Отныне иудаизм является его горизонтом, но не более того. Когда он в первый раз встретит Фелицу Бауэр, он предложит ей отправиться с ним в Палестину, но не для того, чтобы там осесть, а, несомненно, лишь для того, чтобы познакомиться со страной. Был ли это серьезный план? В этом позволительно усомниться. Вероятно, это была всего лишь салонная болтовня, от которой год спустя он несомненно бы воздержался. Он открывает иудаизм, но остается совершенно чуждым сионизму: то, что он ищет, не есть поиски корней, он ищет освобождение, будущее, мечту. Когда несколько лет спустя он встретит двух чудотворных раввинов, то в рассказ об этом событии не откажется подмешать к любопытству и уважению иронические или скептические нотки. Именно так он всегда и жил. Так, например, если говорить о догме, которая никогда не ставится им под сомнение, это, конечно же, достоинства натуризма, что не мешает ему описывать с сарказмом, лишенным злобности, лица его компаньонов по лечению. Он нуждается в том, чтобы между им самим и его убеждением всегда оставалась дистанция, которая позволяет прибегать к юмору.
«Как удержать человеческое существо посредством простых слов, написанных на бумаге?..»
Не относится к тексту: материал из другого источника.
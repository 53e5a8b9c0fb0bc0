//! Scribe Retrieval Core
//!
//! The policy-aware candidate pipeline: everything between raw similarity
//! search output and the final, ordered result set.
//!
//! # Pipeline
//!
//! ```text
//! query ─┬─ embed ─ vector search ─ Candidate Gate ─┐
//!        └─ Intent Classifier ────────────────────── Policy Reranker
//!                                                        │
//!                                              Quota Selector ─ results
//! ```
//!
//! Each stage is a pure function of its inputs plus the point-in-time
//! candidate pool: no component holds per-call state, so concurrent
//! queries need no synchronization beyond the shared read-only stores.
//!
//! - **Candidate Gate** removes deprecated material unconditionally and
//!   draft material unless explicitly allowed, before any scoring
//! - **Intent Classifier** derives boolean topical/type-preference flags
//!   from the query text
//! - **Policy Reranker** adds fixed bonuses and penalties to the raw
//!   similarity and records an auditable reason trail per candidate
//! - **Quota Selector** picks the final top-K with at most one chunk per
//!   document and per-type composition quotas, with a relaxed fallback
//!   pass when quotas under-fill the request

#![warn(missing_docs)]

mod error;
mod gate;
mod intent;
mod rerank;
mod retriever;
mod select;

pub use error::RetrievalError;
pub use gate::{CandidateGate, GateDecision};
pub use intent::QueryIntent;
pub use rerank::PolicyReranker;
pub use retriever::{QueryOptions, Retriever};
pub use select::{quotas_for_intent, select_with_quotas, QuotaTable};
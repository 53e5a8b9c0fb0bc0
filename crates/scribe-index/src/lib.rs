//! Scribe Index Construction
//!
//! Converts parsed documents into the persisted retrieval artifacts: the
//! chunk store and the vector index.
//!
//! # Overview
//!
//! Indexing runs offline, before any query traffic:
//!
//! ```text
//! Documents → Chunker → chunks.jsonl
//!                     → EmbeddingModel → vectors.jsonl
//! ```
//!
//! The chunker splits each document body into bounded, overlapping retrieval
//! units. Every chunk is prefixed with a synthesized context header (title
//! plus selected metadata hints) so the embedded text always carries
//! traceable identity, and inherits a frozen copy of the document's
//! metadata.
//!
//! # Example
//!
//! ```
//! use scribe_index::{ChunkConfig, Chunker};
//! use scribe_domain::{DocType, Document};
//! use std::collections::BTreeMap;
//!
//! let doc = Document::new(
//!     "STD-02",
//!     DocType::Std,
//!     "STD-02: Retry and Timeout Policy",
//!     BTreeMap::new(),
//!     "All calls set explicit timeouts.",
//!     "corpus/standards/STD-02.md",
//! );
//!
//! let chunker = Chunker::new(ChunkConfig::default());
//! let chunks = chunker.chunk_document(&doc).unwrap();
//! assert_eq!(chunks[0].doc_id, "STD-02");
//! ```

#![warn(missing_docs)]

mod builder;
mod chunker;
mod config;
mod error;

pub use builder::{BuildReport, IndexBuilder};
pub use chunker::Chunker;
pub use config::ChunkConfig;
pub use error::IndexError;
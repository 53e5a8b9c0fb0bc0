//! Result record module - the per-result shape returned to callers

use serde::{Deserialize, Serialize};

/// One entry of a query response, ordered by final score
///
/// This is the wire shape consumed by the presentation layer: identifier and
/// type of the source document, both scores, the full reason trail, and a
/// bounded text preview.
#[derive(Debug, Clone, PartialEq, Serialize, Deserialize)]
pub struct ResultRecord {
    /// Identifier of the source document
    pub doc_id: String,

    /// Type tag of the source document
    pub doc_type: String,

    /// Document title
    pub title: String,

    /// Last-updated date string, empty when the document carries none
    pub last_updated: String,

    /// Final score after policy reranking
    pub score_final: f32,

    /// Raw similarity score from vector search
    pub score_sim: f32,

    /// Reason trail: every scoring adjustment, in application order
    pub reasons: Vec<String>,

    /// Trimmed chunk text; truncated with a `...` marker when cut
    pub preview: String,
}
//! Error types for the CLI application.

use thiserror::Error;

/// Result type alias for CLI operations.
pub type Result<T> = std::result::Result<T, CliError>;

/// CLI-specific errors.
#[derive(Debug, Error)]
pub enum CliError {
    /// Configuration error
    #[error("Configuration error: {0}")]
    Config(String),

    /// Corpus parsing error
    #[error("Corpus error: {0}")]
    Corpus(String),

    /// Index construction error
    #[error(transparent)]
    Index(#[from] scribe_index::IndexError),

    /// Retrieval error
    #[error(transparent)]
    Retrieval(#[from] scribe_retrieval::RetrievalError),

    /// Answer pipeline error
    #[error(transparent)]
    Answer(#[from] scribe_answer::AnswerError),

    /// I/O error
    #[error("I/O error: {0}")]
    Io(#[from] std::io::Error),

    /// Serialization error
    #[error("Serialization error: {0}")]
    Serialization(#[from] serde_json::Error),

    /// TOML parsing error
    #[error("TOML parsing error: {0}")]
    Toml(#[from] toml::de::Error),

    /// Invalid input
    #[error("Invalid input: {0}")]
    InvalidInput(String),
}
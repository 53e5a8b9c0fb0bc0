//! Answer orchestration
//!
//! Runs retrieval, assembles the grounding prompt, invokes the completion
//! provider, and gates the generated text against the allowed citation set.

use crate::{validate_citations, AnswerError, PromptBuilder};
use scribe_domain::traits::CompletionProvider;
use scribe_domain::ResultRecord;
use scribe_retrieval::{QueryOptions, Retriever};
use scribe_store::EmbeddingModel;
use tracing::{debug, info};

/// Canonical refusal returned when retrieval produces no sources
pub const REFUSAL_TEXT: &str = "Insufficient information in provided sources.";

/// A validated, grounded answer
#[derive(Debug, Clone)]
pub struct Answer {
    /// The original query
    pub query: String,

    /// Generated answer text
    pub answer: String,

    /// Validated citations, in first-occurrence order
    pub citations: Vec<String>,

    /// The result records the answer was grounded on
    pub retrieved: Vec<ResultRecord>,
}

/// Produces grounded answers from the retriever and a completion provider
pub struct Answerer<E: EmbeddingModel, P: CompletionProvider> {
    retriever: Retriever<E>,
    provider: P,
}

impl<E, P> Answerer<E, P>
where
    E: EmbeddingModel,
    P: CompletionProvider,
    P::Error: std::fmt::Display,
{
    /// Create an answerer
    pub fn new(retriever: Retriever<E>, provider: P) -> Self {
        Self {
            retriever,
            provider,
        }
    }

    /// Access the underlying retriever
    pub fn retriever(&self) -> &Retriever<E> {
        &self.retriever
    }

    /// Answer one query
    ///
    /// An empty retrieval returns the canonical refusal without invoking
    /// the provider. A citation outside the retrieved set is a hard
    /// failure: [`AnswerError::CitationViolation`], never auto-corrected.
    pub fn answer(&self, query: &str, options: &QueryOptions) -> Result<Answer, AnswerError> {
        let retrieved = self.retriever.query(query, options)?;

        if retrieved.is_empty() {
            debug!("no sources retrieved, refusing without provider call");
            return Ok(Answer {
                query: query.to_string(),
                answer: REFUSAL_TEXT.to_string(),
                citations: Vec::new(),
                retrieved,
            });
        }

        let builder = PromptBuilder::new(query, &retrieved);
        let prompt = builder.build();
        let allowed = builder.allowed_ids();

        let draft = self
            .provider
            .complete(&prompt)
            .map_err(|e| AnswerError::Completion(e.to_string()))?;

        let citations = validate_citations(&draft, &allowed)?;

        info!(
            sources = retrieved.len(),
            citations = citations.len(),
            "answer validated"
        );

        Ok(Answer {
            query: query.to_string(),
            answer: draft,
            citations,
            retrieved,
        })
    }
}

#[cfg(test)]
mod tests {
    use super::*;
    use scribe_domain::Chunk;
    use scribe_llm::MockProvider;
    use scribe_store::{HashEmbeddingModel, JsonlChunkStore, VectorIndex};
    use std::collections::BTreeMap;

    const DIM: usize = 32;

    fn chunk(doc_id: &str, doc_type: &str, text: &str) -> Chunk {
        let mut meta = BTreeMap::new();
        meta.insert("status".to_string(), "approved".to_string());
        meta.insert("title".to_string(), format!("{}: Title", doc_id));
        Chunk {
            chunk_id: format!("{}::chunk-000", doc_id),
            doc_id: doc_id.to_string(),
            doc_type: doc_type.to_string(),
            text: text.to_string(),
            meta,
        }
    }

    fn answerer(chunks: Vec<Chunk>, provider: MockProvider) -> Answerer<HashEmbeddingModel, MockProvider> {
        let embedder = HashEmbeddingModel::new(DIM);
        let mut index = VectorIndex::new(DIM);
        for chunk in &chunks {
            index.add(&embedder.embed(&chunk.text).unwrap()).unwrap();
        }
        let retriever = Retriever::new(JsonlChunkStore::from_chunks(chunks), index, embedder);
        Answerer::new(retriever, provider)
    }

    fn corpus() -> Vec<Chunk> {
        vec![
            chunk("STD-02", "STD", "Timeout rules for all calls."),
            chunk("RBK-07", "RBK", "Token outage runbook steps."),
        ]
    }

    #[test]
    fn test_grounded_answer_accepted() {
        let provider =
            MockProvider::new("Set timeouts [STD-02]. Rotate keys [RBK-07]. Citations: [STD-02], [RBK-07]");
        let answerer = answerer(corpus(), provider);

        let answer = answerer
            .answer("retry and timeout policy", &QueryOptions::default())
            .unwrap();

        assert_eq!(answer.citations, vec!["STD-02", "RBK-07"]);
        assert_eq!(answer.retrieved.len(), 2);
    }

    #[test]
    fn test_hallucinated_citation_rejected_with_exact_ids() {
        let provider = MockProvider::new("Per [STD-02] and [RBK-07] and also [ADR-099].");
        let answerer = answerer(corpus(), provider);

        let err = answerer
            .answer("retry and timeout policy", &QueryOptions::default())
            .unwrap_err();

        match err {
            AnswerError::CitationViolation { illegal, allowed } => {
                assert_eq!(illegal, vec!["ADR-099"]);
                assert!(allowed.contains(&"STD-02".to_string()));
                assert!(allowed.contains(&"RBK-07".to_string()));
            }
            other => panic!("Expected CitationViolation, got {}", other),
        }
    }

    #[test]
    fn test_empty_retrieval_refuses_without_provider_call() {
        // Every chunk is deprecated, so the gate empties the pool
        let mut chunks = corpus();
        for chunk in &mut chunks {
            chunk
                .meta
                .insert("status".to_string(), "deprecated".to_string());
        }

        let provider = MockProvider::new("should never be called");
        let answerer = answerer(chunks, provider.clone());

        let answer = answerer
            .answer("retry and timeout policy", &QueryOptions::default())
            .unwrap();

        assert_eq!(answer.answer, REFUSAL_TEXT);
        assert!(answer.citations.is_empty());
        assert!(answer.retrieved.is_empty());
        assert_eq!(provider.call_count(), 0);
    }
}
Конец лета 1912 года. Прошло шесть месяцев с тех пор, как уехали артисты. Прекрасные дни в Веймаре с Максом Бродом закончились. Асбестовая фабрика требует забот больше, чем когда-либо. Карл Германн уехал в деловую поездку, нужен кто-то, кто занял бы его место. Литературная продукция по-прежнему остается очень незначительной. В «Дневнике» читаем 10 августа: «Ничего не писал»; 11-е: «Ничего, совсем ничего»; 15-е: «Бесполезный день. Я сонный, смущенный»; 16-е: «Ничего ни на работе, ни дома». Но в то же время идет подготовка маленькой книги, которую собирается издавать Ровольт: тридцать одна несчастная страница, которые радуют Макса Брода, но приводят в отчаяние Кафку. Двое друзей советуются относительно упорядочения рассказов. Кафка еще исправляет то тут, то там тексты, которые ненавидит. Это обычные несчастья, к ним теперь добавляются другие. Макс Брод, давно имеющий связь с Эльзой Тауссич, вскоре собирается на ней жениться — свадьба состоится в феврале 1913 года. Женатый друг, как немного спустя скажет Кафка в «Приговоре», больше не друг. Одиночество усугубляется. В свою очередь обручается его вторая сестра Валли. Это не та из его сестер, с которой он наиболее близок, Валли — портрет его матери; она рассудительна и послушна, ей всегда удавалось избегать скандалов с отцом. Дело не в этом, просто семейный очаг дает чуть большую трещину. Уже некоторое время семейство Кафки навещают свахи; теперь же решение принято: Валли выйдет замуж за Йозефа Поллака. Один Франц останется холостяком? В «Дневнике» от 15 сентября, день помолвки Валли, есть загадочная фраза: «Предчувствие единственного биографа». Кто этот единственный биограф — Бог или судьба? Хочет ли Кафка сказать, что его судьба предопределена всей вечностью и что тщетно пытаться сломить это предначертание? Из Мадрида как раз приезжает дядя Альфред Лёви. Несомненно, он приехал, чтобы присутствовать при помолвке своей племянницы, и Кафка расспрашивает его о холостяцкой жизни, о том, как ему удается жить, не погибая от тоски.